[Collected data]

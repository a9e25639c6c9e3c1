//! Anonymous read-only sharing.
//!
//! Holding a note's id is the only credential: anyone with the id can read
//! the shared projection. There is no access control here.

use serde::{Deserialize, Serialize};

use crate::entity::{ChecklistItem, Note};
use crate::error::{NotesError, Result};

/// Query parameter carrying the note id in share links.
pub const SHARE_PARAM: &str = "note_id";

/// Public view of a shared note.
#[derive(Debug, Clone, PartialEq, Eq, Serialize, Deserialize)]
pub struct SharedNote {
    pub title: String,
    pub content: String,
    pub tags: Vec<String>,
    pub checklist: Vec<ChecklistItem>,
}

impl From<&Note> for SharedNote {
    fn from(note: &Note) -> Self {
        Self {
            title: note.title.clone(),
            content: note.content.clone(),
            tags: note.tags.clone(),
            checklist: note.checklist.clone(),
        }
    }
}

/// Find the note with `id` and project it for sharing.
pub fn resolve_shared(id: &str, notes: &[Note]) -> Result<SharedNote> {
    notes
        .iter()
        .find(|n| n.matches_id(id))
        .map(SharedNote::from)
        .ok_or_else(|| NotesError::NotFound(id.to_string()))
}

/// Build the share URL for `id` under `base_url`.
pub fn share_link(base_url: &str, id: &str) -> String {
    format!("{}?{}={}", base_url, SHARE_PARAM, id)
}
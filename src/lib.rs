pub mod cli;
pub mod config;
pub mod entity;
pub mod error;
pub mod export;
pub mod search;
pub mod server;
pub mod share;
pub mod storage;
pub mod tags;

pub use entity::{ChecklistItem, Note, NoteDraft};
pub use error::{NotesError, Result};
pub use search::{filter, NoteFilter, TagFilter};
pub use share::{resolve_shared, SharedNote};
pub use storage::NoteStore;
pub use tags::all_tags;
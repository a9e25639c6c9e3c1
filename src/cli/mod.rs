mod commands;
mod handlers;

pub use commands::{Cli, Commands, ExportFormat, NoteFields};
pub use handlers::{
    handle_add, handle_backfill, handle_delete, handle_export, handle_get, handle_list,
    handle_serve, handle_share, handle_tags, handle_update,
};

DESCRIPTION OF THE TASK :: Write out each line of the data above again, exactly as given.

RESULT FOR THIS EXERCISE ::
repository a9e25639c6c9e3c1
//! Anonymous read-only sharing.
//!
//! Holding a note's id is the only credential: anyone with the id can read
//! the shared projection. There is no access control here.

use serde::{Deserialize, Serialize};

use crate::entity::{ChecklistItem, Note};
use crate::error::{NotesError, Result};

/// Query parameter carrying the note id in share links.
pub const SHARE_PARAM: &str = "note_id";

/// Public view of a shared note.
#[derive(Debug, Clone, PartialEq, Eq, Serialize, Deserialize)]
pub struct SharedNote {
    pub title: String,
    pub content: String,
    pub tags: Vec<String>,
    pub checklist: Vec<ChecklistItem>,
}

impl From<&Note> for SharedNote {
    fn from(note: &Note) -> Self {
        Self {
            title: note.title.clone(),
            content: note.content.clone(),
            tags: note.tags.clone(),
            checklist: note.checklist.clone(),
        }
    }
}

/// Find the note with `id` and project it for sharing.
pub fn resolve_shared(id: &str, notes: &[Note]) -> Result<SharedNote> {
    notes
        .iter()
        .find(|n| n.matches_id(id))
        .map(SharedNote::from)
        .ok_or_else(|| NotesError::NotFound(id.to_string()))
}

/// Build the share URL for `id` under `base_url`.
pub fn share_link(base_url: &str, id: &str) -> String {
    format!("{}?{}={}", base_url, SHARE_PARAM, id)
}
filename src/lib.rs
pub mod cli;
pub mod config;
pub mod entity;
pub mod error;
pub mod export;
pub mod search;
pub mod server;
pub mod share;
pub mod storage;
pub mod tags;

pub use entity::{ChecklistItem, Note, NoteDraft};
pub use error::{NotesError, Result};
pub use search::{filter, NoteFilter, TagFilter};
pub use share::{resolve_shared, SharedNote};
pub use storage::NoteStore;
pub use tags::all_tags;
repository a9e25639c6c9e3c1
filename src/cli/mod.rs
mod commands;
mod handlers;

pub use commands::{Cli, Commands, ExportFormat, NoteFields};
pub use handlers::{
    handle_add, handle_backfill, handle_delete, handle_export, handle_get, handle_list,
    handle_serve, handle_share, handle_tags, handle_update,
};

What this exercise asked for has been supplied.